According to Bob Towner (2014), the convener of the 11th Step Beatitudes Study Group, the blessings Jesus was addressing in what is traditionally thought of as the “Sermon on the Mount” were actually an invitation to search one’s inner self in order to find peace and happiness—–even in unhappy situations like those specified in the beatitudes. Towner’s spin on the meaning of the beatitudes suggests Jesus is actually  “offering me [us] the choice of finding worthiness and benefit in attitudes and conditions which the world finds useless or shameful.” This  means I need to apply what I encounter in my inner searching into changing my attitudes and behaviors accordingly.

So, I am faced with considering two different perceptions of the message Jesus was trying to give those who were listening—-as well as to those of us who are reading the account of what he said. They both seem to agree that they are more “here and now” than future focused. They both seem to  agree that the “blessings” are in direct relationship with actions one must take to feel blessed in the present moment.  I have experienced peace and happiness within my inner being when surrounded by the very things mentioned in the beatitudes, and practicing the 12 steps has taught me that much of my inner peace depends on changing my attitudes and actions.

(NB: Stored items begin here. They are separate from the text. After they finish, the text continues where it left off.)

#![deny(missing_docs)]

//! # External Documentation

use crate::extensions::ExtensionBag;

/// A link to documentation outside the API description.
#[derive(Debug, Clone, Default, PartialEq)]
pub struct ExternalDocs {
    /// Target URL. Kept as text; URL grammar is not checked here.
    pub url: String,
    /// Short description (CommonMark).
    pub description: Option<String>,
    /// Vendor extensions.
    pub extensions: ExtensionBag,
}

impl ExternalDocs {
    /// Creates a link without a description.
    pub fn new(url: impl Into<String>) -> Self {
        Self {
            url: url.into(),
            ..Self::default()
        }
    }
}
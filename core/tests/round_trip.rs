use oas_dom::{
    CodecOptions, DocumentLayout, GraphCodec, Json, KeyStyle, SchemaKind, SchemaOrRef, Shape,
    TextFormat, Yaml,
};
use pretty_assertions::assert_eq;
use serde_json::json;

const PETSTORE: &str = r#"
openapi: 3.0.3
info:
  title: Petstore
  version: 1.0.0
paths:
  /pets:
    get:
      responses:
        '200':
          description: ok
components:
  schemas:
    Pet:
      title: Pet
      type: object
      x-entity: true
      required:
        - id
        - name
      properties:
        id:
          type: integer
          format: int64
          minimum: 1
          exclusiveMinimum: false
        name:
          type: string
          maxLength: 64
          pattern: "^[a-z]+$"
        tag:
          type: string
          nullable: true
          enum: [dog, cat]
        owner:
          $ref: '#/components/schemas/Owner'
      additionalProperties: false
      externalDocs:
        url: https://example.com/pets
        x-audience: public
      xml:
        name: pet
        wrapped: true
    Owner:
      type: object
      properties:
        pets:
          type: array
          minItems: 0
          uniqueItems: true
          items:
            $ref: '#/components/schemas/Pet'
      additionalProperties:
        type: string
    Animal:
      oneOf:
        - $ref: '#/components/schemas/Pet'
        - $ref: 'https://example.com/schemas/wild.yaml#/Wolf'
      discriminator:
        propertyName: kind
        mapping:
          pet: '#/components/schemas/Pet'
"#;

#[test]
fn every_schema_encodes_back_to_its_source() {
    let codec = GraphCodec::default();
    let source = Yaml.parse(PETSTORE).unwrap();
    let schemas = source["components"]["schemas"].as_object().unwrap();

    for (name, schema) in schemas {
        let decoded = codec.decode(schema, Shape::SchemaOrReference).unwrap();
        let encoded = codec.encode(&decoded).unwrap();
        assert_eq!(&encoded, schema, "schema {name} did not round-trip");
    }
}

#[test]
fn document_keeps_untyped_sections() {
    let codec = GraphCodec::default();
    let document = codec
        .decode_document_str(PETSTORE, &Yaml, &DocumentLayout::openapi())
        .unwrap();

    let names: Vec<_> = document.definitions().map(|(n, _)| n).collect();
    assert_eq!(names, vec!["Pet", "Owner", "Animal"]);

    let value = document.to_value().unwrap();
    let source = Yaml.parse(PETSTORE).unwrap();
    assert_eq!(value["info"], source["info"]);
    assert_eq!(value["paths"], source["paths"]);
    assert_eq!(
        value["components"]["schemas"]["Pet"]["properties"]["owner"],
        json!({"$ref": "#/components/schemas/Owner/"})
    );
    assert_eq!(
        value["components"]["schemas"]["Animal"]["oneOf"][1],
        json!({"$ref": "https://example.com/schemas/wild.yaml#/Wolf"})
    );
}

#[test]
fn snake_case_input_normalizes_to_wire_keys() {
    let codec = GraphCodec::default();
    let snake = json!({
        "type": "array",
        "min_items": 1,
        "unique_items": true,
        "items": {"type": "string", "max_length": 3, "read_only": true},
        "external_documentation": {"url": "https://example.com"}
    });
    let encoded = codec.encode(&codec.decode(&snake, Shape::Schema).unwrap()).unwrap();
    assert_eq!(
        encoded,
        json!({
            "type": "array",
            "externalDocs": {"url": "https://example.com"},
            "minItems": 1,
            "uniqueItems": true,
            "items": {"type": "string", "readOnly": true, "maxLength": 3}
        })
    );
}

#[test]
fn snake_case_output() {
    let codec = GraphCodec::new(CodecOptions::default().with_key_style(KeyStyle::Snake));
    let node = codec
        .decode_schema(&json!({"allOf": [{"type": "object", "maxProperties": 2}]}))
        .unwrap();
    assert_eq!(
        codec.encode_schema(&node).unwrap(),
        json!({"all_of": [{"type": "object", "max_properties": 2}]})
    );
}

#[test]
fn json_text_round_trip() {
    let codec = GraphCodec::default();
    let text = concat!(
        r##"{"title":"Tree","type":"object","properties":"##,
        r##"{"children":{"type":"array","items":{"$ref":"#/Tree"}}},"x-depth":3}"##,
    );
    let decoded = codec.decode_str(text, &Json::compact(), Shape::Schema).unwrap();

    let node = decoded.as_schema().unwrap();
    assert_eq!(node.kind, Some(SchemaKind::Object));
    let children = node.property("children").and_then(SchemaOrRef::as_schema).unwrap();
    assert_eq!(
        children.items.as_ref().and_then(|i| i.as_reference()).and_then(|r| r.target_key()),
        Some("Tree")
    );

    assert_eq!(codec.encode_str(&decoded, &Json::compact()).unwrap(), text);
}

#[test]
fn lenient_raw_members_survive_encoding() {
    let codec = GraphCodec::default();
    let value = json!({"anyOf": [true, {"type": "null"}], "items": [1, 2]});
    let decoded = codec.decode(&value, Shape::Schema).unwrap();
    assert_eq!(codec.encode(&decoded).unwrap(), value);
}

I think I just figured out my take on all this. Blessings are something God gives to me if I am willing to seek them in a spiritual manner. They are not concrete, measurable rewards to be stacked up in heaven or here on earth. I don’t have to do things to make myself miserable in order to receive them. However, I would be the first to admit there have been times in the past when I was only able to find such blessings because I was miserable enough to surrender my will and to actively seek God’s will.  Fortunately, I am learning to work on my “God seeking” skills, and I am much more able to realize and accept blessings now than I have been in the past; I am also fortunate that it doesn’t always take “hitting bottom” to motivate me to seek God and his blessings these days. Although I still work on changing my attitudes and behavior for the better, I still have lots of room for improvement.

So, when I close my blogs with “God bless and keep you,” I am not suggesting you just sit around and wait for God to drop blessings on your head. I am inviting you to actively seek those blessings and hoping you will find and express them in your attitudes and behavior. Although I would like my closing to be some sort of magical spell that guarantees my readers will be blessed and safely held in God’s arms, it is actually expressing my hope that you will actively seek, find, and share God’s love and the peace that “passes all understanding.” God bless and keep you.